Published: Wednesday, March 26, 2014 at 02:44 AM.

My family has deep roots in that community, having been one of the first Italian American families to settle in the area. And even those I didn't know (those new to town, like some of our city officials) I called weekly.

So everyone knew me; it wasn't like they needed to see me, I thought. Especially since it was a high-production, behind-the-scenes, closed-door, minimal interaction kind of job.

And it allowed me to revert to an introvert's tendencies — and even become downright reclusive, as many creative types can be. (Back then I also designed every inch of those three publications minus the ads. That takes time, especially for a perfectionist who wants his weekly newspaper to look more like a polished, highly engineered daily paper.)

That isolation was familiar, as it's how I grew up: in the country, on a farm, with no neighbors in sight. I had a few close friends, but only saw them, for the most part, in school or at summer camp. I participated in talent shows here and there, edited the school yearbook and poetry publications, but usually kept to myself, especially after my father died. (Unfortunately, as I learned, classmates took that silence and grief for being stuck up. Being an introvert has its drawbacks as people often "read" into things that just aren't there.)
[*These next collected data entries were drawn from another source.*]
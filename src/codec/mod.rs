//! Native codec layer
//!
//! Engines, frames, packets and media conversion helpers. Everything here is
//! independent of the WebCodecs lifecycle; the state machines in
//! `crate::webcodecs` drive these types from their worker threads.

pub mod audio_buffer;
pub mod context;
pub mod flac;
pub mod frame;
pub mod packet;
pub mod pcm;
pub mod qoi;
pub mod resampler;
pub mod scaler;

pub use audio_buffer::AudioSampleBuffer;
pub use context::{
  CodecRegistry, DecoderEngine, DecoderFactory, EncoderEngine, EncoderFactory, MediaFormat,
};
pub use frame::Frame;
pub use packet::Packet;
pub use resampler::Resampler;
pub use scaler::Scaler;

/// Codec identifiers understood by the codec string parser
///
/// Recognizing an identifier does not imply an engine exists for it.
#[derive(Debug, Clone, Copy, PartialEq, Eq, Hash)]
pub enum CodecId {
  // Video
  H264,
  Hevc,
  Vp8,
  Vp9,
  Av1,
  Qoi,
  // Audio
  Aac,
  Opus,
  Mp3,
  Flac,
  Vorbis,
  PcmU8,
  PcmS16,
  PcmS24,
  PcmS32,
  PcmF32,
  Ulaw,
  Alaw,
}

impl CodecId {
  pub fn is_video(&self) -> bool {
    matches!(
      self,
      CodecId::H264 | CodecId::Hevc | CodecId::Vp8 | CodecId::Vp9 | CodecId::Av1 | CodecId::Qoi
    )
  }

  pub fn is_audio(&self) -> bool {
    !self.is_video()
  }

  pub fn is_pcm(&self) -> bool {
    matches!(
      self,
      CodecId::PcmU8
        | CodecId::PcmS16
        | CodecId::PcmS24
        | CodecId::PcmS32
        | CodecId::PcmF32
        | CodecId::Ulaw
        | CodecId::Alaw
    )
  }
}

/// Parameters an audio engine is created with
#[derive(Debug, Clone, PartialEq)]
pub struct AudioSettings {
  pub sample_rate: u32,
  pub channels: u32,
  /// Target bitrate in bits per second (ignored by lossless engines)
  pub bitrate: Option<u64>,
  /// Fixed block size request (FLAC)
  pub block_size: Option<u32>,
  /// Compression effort 0-8 (FLAC)
  pub compression_level: Option<u32>,
  /// Bits per sample for integer outputs (FLAC encoder)
  pub bits_per_sample: Option<u32>,
}

/// Parameters a video engine is created with
#[derive(Debug, Clone, PartialEq)]
pub struct VideoSettings {
  pub width: u32,
  pub height: u32,
  pub bitrate: Option<u64>,
  pub framerate: Option<f64>,
}

/// Media-specific half of an engine configuration
#[derive(Debug, Clone, PartialEq)]
pub enum MediaSettings {
  Audio(AudioSettings),
  Video(VideoSettings),
}

/// Everything a factory needs to decide support and build an engine
#[derive(Debug, Clone, PartialEq)]
pub struct EncoderSettings {
  pub codec: String,
  pub codec_id: CodecId,
  pub media: MediaSettings,
}

/// Decoder-side configuration, including out-of-band initialization bytes
#[derive(Debug, Clone, PartialEq)]
pub struct DecoderSettings {
  pub codec: String,
  pub codec_id: CodecId,
  pub media: MediaSettings,
  /// Codec description (e.g. `fLaC` + STREAMINFO)
  pub extradata: Option<Vec<u8>>,
}

impl EncoderSettings {
  pub fn audio(&self) -> Option<&AudioSettings> {
    match &self.media {
      MediaSettings::Audio(audio) => Some(audio),
      MediaSettings::Video(_) => None,
    }
  }

  pub fn video(&self) -> Option<&VideoSettings> {
    match &self.media {
      MediaSettings::Video(video) => Some(video),
      MediaSettings::Audio(_) => None,
    }
  }
}

impl DecoderSettings {
  pub fn audio(&self) -> Option<&AudioSettings> {
    match &self.media {
      MediaSettings::Audio(audio) => Some(audio),
      MediaSettings::Video(_) => None,
    }
  }

  pub fn video(&self) -> Option<&VideoSettings> {
    match &self.media {
      MediaSettings::Video(video) => Some(video),
      MediaSettings::Audio(_) => None,
    }
  }
}

/// Codec error type
#[derive(Debug, Clone, PartialEq, thiserror::Error)]
pub enum CodecError {
  #[error("Codec not found: {0}")]
  CodecNotFound(String),

  #[error("Invalid configuration: {0}")]
  InvalidConfig(String),

  #[error("Invalid data: {0}")]
  InvalidData(String),

  #[error("Codec not configured")]
  NotConfigured,

  #[error("Invalid state: {0}")]
  InvalidState(String),

  #[error("Unsupported pixel format: {0}")]
  UnsupportedPixelFormat(String),

  #[error("Unsupported sample format: {0}")]
  UnsupportedSampleFormat(String),

  #[error("Bitstream error: {0}")]
  Bitstream(String),
}

pub type CodecResult<T> = Result<T, CodecError>;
Things loosened up at Spring Hill College, a Jesuit institution in Mobile, Ala. You saw me everywhere. Vice President of the Multicultural Student Union, handling public relations for Campus Ministry, in the church choir, hosting and producing school-wide talent shows, participating in community outreach and leaving annoying — as friends later revealed to me — campus-wide voicemail reminders about student activities.

But after leaving that familiar college bubble, I reverted.

Because that college experience involved people reaching out to me rather than me reaching out to them. Yeah, they got me to join their organizations, and I enjoyed them. But I was an accidental extrovert.